Task to complete:
Copy every line of the material precisely.
===
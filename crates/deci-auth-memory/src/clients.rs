use std::collections::HashMap;
use std::sync::Arc;

use async_trait::async_trait;

use deci_auth::AuthResult;
use deci_auth::storage::ClientStorage;
use deci_auth::types::Client;

/// A fixed set of clients layered over another client store.
///
/// Lookups hit the static set first and fall through to `inner` for any
/// other id, so configuration-defined clients always win.
pub struct StaticClients {
    clients: HashMap<String, Client>,
    inner: Arc<dyn ClientStorage>,
}

impl StaticClients {
    pub fn new(clients: impl IntoIterator<Item = Client>, inner: Arc<dyn ClientStorage>) -> Self {
        Self {
            clients: clients
                .into_iter()
                .map(|c| (c.client_id.clone(), c))
                .collect(),
            inner,
        }
    }

    /// Ids of the static clients.
    pub fn client_ids(&self) -> impl Iterator<Item = &str> {
        self.clients.keys().map(String::as_str)
    }
}

#[async_trait]
impl ClientStorage for StaticClients {
    async fn get_client(&self, client_id: &str) -> AuthResult<Option<Client>> {
        if let Some(client) = self.clients.get(client_id) {
            return Ok(Some(client.clone()));
        }
        self.inner.get_client(client_id).await
    }
}

#[cfg(test)]
mod tests {
    use super::*;
    use crate::MemoryStorage;

    fn client(id: &str, name: &str) -> Client {
        Client::new(id, None, name, vec!["http://127.0.0.1:5555/callback".to_string()])
    }

    #[tokio::test]
    async fn test_static_clients_take_precedence() {
        let inner = Arc::new(MemoryStorage::with_clients([
            client("example-app", "Stored"),
            client("other", "Other"),
        ]));
        let clients = StaticClients::new([client("example-app", "Static")], inner);

        let found = clients.get_client("example-app").await.unwrap().unwrap();
        assert_eq!(found.name, "Static");

        let found = clients.get_client("other").await.unwrap().unwrap();
        assert_eq!(found.name, "Other");

        assert!(clients.get_client("missing").await.unwrap().is_none());
        assert_eq!(clients.client_ids().collect::<Vec<_>>(), vec!["example-app"]);
    }
}
use crate::config::{AuthConfig, to_time_duration};
use crate::oauth::pkce::PkceVerifier;
use crate::oauth::request::{AuthRequest, AuthRequestStatus};
use crate::oauth::token::TokenResponse;
use crate::storage::{
    AuthCodeStorage, AuthRequestStorage, CodeClaim, RefreshClaim, RefreshTokenStorage,
    with_timeout,
};
use crate::token::claims::ClaimsAssembler;
use crate::token::jwt::{AccessTokenClaims, IdTokenClaims};
use crate::token::keys::KeyManager;
use crate::types::{Client, GrantType, RefreshToken};
use crate::{AuthError, AuthResult};

const INVALID_CODE: &str = "invalid authorization code";
const INVALID_REFRESH_TOKEN: &str = "invalid refresh token";

/// Token lifetimes and storage bounds.
#[derive(Debug, Clone)]
pub struct TokenConfig {
    /// Lifetime of access and ID tokens.
    pub access_token_lifetime: Duration,

    /// Lifetime of each refresh token, restarted on rotation.
    pub refresh_token_lifetime: Duration,

    pub operation_timeout: std::time::Duration,
}

impl Default for TokenConfig {
    fn default() -> Self {
        Self {
            access_token_lifetime: Duration::hours(1),
            refresh_token_lifetime: Duration::days(30),
            operation_timeout: std::time::Duration::from_secs(5),
        }
    }
}

impl TokenConfig {
    /// # Errors
    ///
    /// Returns `Configuration` if a duration is out of range.
    pub fn from_auth_config(config: &AuthConfig) -> AuthResult<Self> {
        Ok(Self {
            access_token_lifetime: to_time_duration(config.oauth.token_validity_time)?,
            refresh_token_lifetime: to_time_duration(config.oauth.refresh_token_validity_time)?,
            operation_timeout: config.storage.operation_timeout,
        })
    }
}

/// Tokens minted for one grant.
///
/// `state` is never part of a token; it only travels in redirects.
#[derive(Debug, Clone)]
pub struct IssuedToken {
    pub subject: String,
    pub client_id: String,
    /// Scopes actually granted.
    pub scopes: Vec<String>,
    pub issued_at: OffsetDateTime,
    pub expires_at: OffsetDateTime,
    /// User claims embedded in the ID token.
    pub claims: Map<String, Value>,
    pub access_token: String,
    /// Absent on refresh.
    pub id_token: Option<String>,
    /// Plaintext refresh token; only its hash is stored.
    pub refresh_token: Option<String>,
    /// `kid` of the key that signed the tokens.
    pub key_id: String,
}

impl IssuedToken {
    /// Seconds until the access token expires.
    #[must_use]
    pub fn expires_in(&self) -> u64 {
        u64::try_from((self.expires_at - self.issued_at).whole_seconds()).unwrap_or(0)
    }

    #[must_use]
    pub fn scope_string(&self) -> String {
        self.scopes.join(" ")
    }

    /// Converts into the token endpoint response body.
    #[must_use]
    pub fn into_response(self) -> TokenResponse {
        let mut response =
            TokenResponse::new(self.access_token.clone(), self.expires_in(), self.scope_string());
        if let Some(id_token) = self.id_token {
            response = response.with_id_token(id_token);
        }
        if let Some(refresh_token) = self.refresh_token {
            response = response.with_refresh_token(refresh_token);
        }
        response
    }
}

/// What a grant resolved to, ready for signing.
struct Grant {
    client_id: String,
    subject: String,
    scopes: Vec<String>,
    claims: Map<String, Value>,
    nonce: Option<String>,
    auth_time: OffsetDateTime,
    with_id_token: bool,
}

/// Exchanges codes and refresh tokens for signed tokens.
pub struct TokenIssuer {
    keys: Arc<KeyManager>,
    assembler: ClaimsAssembler,
    requests: Arc<dyn AuthRequestStorage>,
    codes: Arc<dyn AuthCodeStorage>,
    refresh_tokens: Arc<dyn RefreshTokenStorage>,
    config: TokenConfig,
}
===
Result:
filename crates/deci-auth-memory/src/clients.rs
use std::collections::HashMap;
use std::sync::Arc;

use async_trait::async_trait;

use deci_auth::AuthResult;
use deci_auth::storage::ClientStorage;
use deci_auth::types::Client;

/// A fixed set of clients layered over another client store.
///
/// Lookups hit the static set first and fall through to `inner` for any
/// other id, so configuration-defined clients always win.
pub struct StaticClients {
    clients: HashMap<String, Client>,
    inner: Arc<dyn ClientStorage>,
}

impl StaticClients {
    pub fn new(clients: impl IntoIterator<Item = Client>, inner: Arc<dyn ClientStorage>) -> Self {
        Self {
            clients: clients
                .into_iter()
                .map(|c| (c.client_id.clone(), c))
                .collect(),
            inner,
        }
    }

    /// Ids of the static clients.
    pub fn client_ids(&self) -> impl Iterator<Item = &str> {
        self.clients.keys().map(String::as_str)
    }
}

#[async_trait]
impl ClientStorage for StaticClients {
    async fn get_client(&self, client_id: &str) -> AuthResult<Option<Client>> {
        if let Some(client) = self.clients.get(client_id) {
            return Ok(Some(client.clone()));
        }
        self.inner.get_client(client_id).await
    }
}

#[cfg(test)]
mod tests {
    use super::*;
    use crate::MemoryStorage;

    fn client(id: &str, name: &str) -> Client {
        Client::new(id, None, name, vec!["http://127.0.0.1:5555/callback".to_string()])
    }

    #[tokio::test]
    async fn test_static_clients_take_precedence() {
        let inner = Arc::new(MemoryStorage::with_clients([
            client("example-app", "Stored"),
            client("other", "Other"),
        ]));
        let clients = StaticClients::new([client("example-app", "Static")], inner);

        let found = clients.get_client("example-app").await.unwrap().unwrap();
        assert_eq!(found.name, "Static");

        let found = clients.get_client("other").await.unwrap().unwrap();
        assert_eq!(found.name, "Other");

        assert!(clients.get_client("missing").await.unwrap().is_none());
        assert_eq!(clients.client_ids().collect::<Vec<_>>(), vec!["example-app"]);
    }
}
use crate::config::{AuthConfig, to_time_duration};
use crate::oauth::pkce::PkceVerifier;
use crate::oauth::request::{AuthRequest, AuthRequestStatus};
use crate::oauth::token::TokenResponse;
use crate::storage::{
    AuthCodeStorage, AuthRequestStorage, CodeClaim, RefreshClaim, RefreshTokenStorage,
    with_timeout,
};
use crate::token::claims::ClaimsAssembler;
use crate::token::jwt::{AccessTokenClaims, IdTokenClaims};
use crate::token::keys::KeyManager;
use crate::types::{Client, GrantType, RefreshToken};
use crate::{AuthError, AuthResult};

const INVALID_CODE: &str = "invalid authorization code";
const INVALID_REFRESH_TOKEN: &str = "invalid refresh token";

/// Token lifetimes and storage bounds.
#[derive(Debug, Clone)]
pub struct TokenConfig {
    /// Lifetime of access and ID tokens.
    pub access_token_lifetime: Duration,

    /// Lifetime of each refresh token, restarted on rotation.
    pub refresh_token_lifetime: Duration,

    pub operation_timeout: std::time::Duration,
}

impl Default for TokenConfig {
    fn default() -> Self {
        Self {
            access_token_lifetime: Duration::hours(1),
            refresh_token_lifetime: Duration::days(30),
            operation_timeout: std::time::Duration::from_secs(5),
        }
    }
}

impl TokenConfig {
    /// # Errors
    ///
    /// Returns `Configuration` if a duration is out of range.
    pub fn from_auth_config(config: &AuthConfig) -> AuthResult<Self> {
        Ok(Self {
            access_token_lifetime: to_time_duration(config.oauth.token_validity_time)?,
            refresh_token_lifetime: to_time_duration(config.oauth.refresh_token_validity_time)?,
            operation_timeout: config.storage.operation_timeout,
        })
    }
}

/// Tokens minted for one grant.
///
/// `state` is never part of a token; it only travels in redirects.
#[derive(Debug, Clone)]
pub struct IssuedToken {
    pub subject: String,
    pub client_id: String,
    /// Scopes actually granted.
    pub scopes: Vec<String>,
    pub issued_at: OffsetDateTime,
    pub expires_at: OffsetDateTime,
    /// User claims embedded in the ID token.
    pub claims: Map<String, Value>,
    pub access_token: String,
    /// Absent on refresh.
    pub id_token: Option<String>,
    /// Plaintext refresh token; only its hash is stored.
    pub refresh_token: Option<String>,
    /// `kid` of the key that signed the tokens.
    pub key_id: String,
}

impl IssuedToken {
    /// Seconds until the access token expires.
    #[must_use]
    pub fn expires_in(&self) -> u64 {
        u64::try_from((self.expires_at - self.issued_at).whole_seconds()).unwrap_or(0)
    }

    #[must_use]
    pub fn scope_string(&self) -> String {
        self.scopes.join(" ")
    }

    /// Converts into the token endpoint response body.
    #[must_use]
    pub fn into_response(self) -> TokenResponse {
        let mut response =
            TokenResponse::new(self.access_token.clone(), self.expires_in(), self.scope_string());
        if let Some(id_token) = self.id_token {
            response = response.with_id_token(id_token);
        }
        if let Some(refresh_token) = self.refresh_token {
            response = response.with_refresh_token(refresh_token);
        }
        response
    }
}

/// What a grant resolved to, ready for signing.
struct Grant {
    client_id: String,
    subject: String,
    scopes: Vec<String>,
    claims: Map<String, Value>,
    nonce: Option<String>,
    auth_time: OffsetDateTime,
    with_id_token: bool,
}

/// Exchanges codes and refresh tokens for signed tokens.
pub struct TokenIssuer {
    keys: Arc<KeyManager>,
    assembler: ClaimsAssembler,
    requests: Arc<dyn AuthRequestStorage>,
    codes: Arc<dyn AuthCodeStorage>,
    refresh_tokens: Arc<dyn RefreshTokenStorage>,
    config: TokenConfig,
}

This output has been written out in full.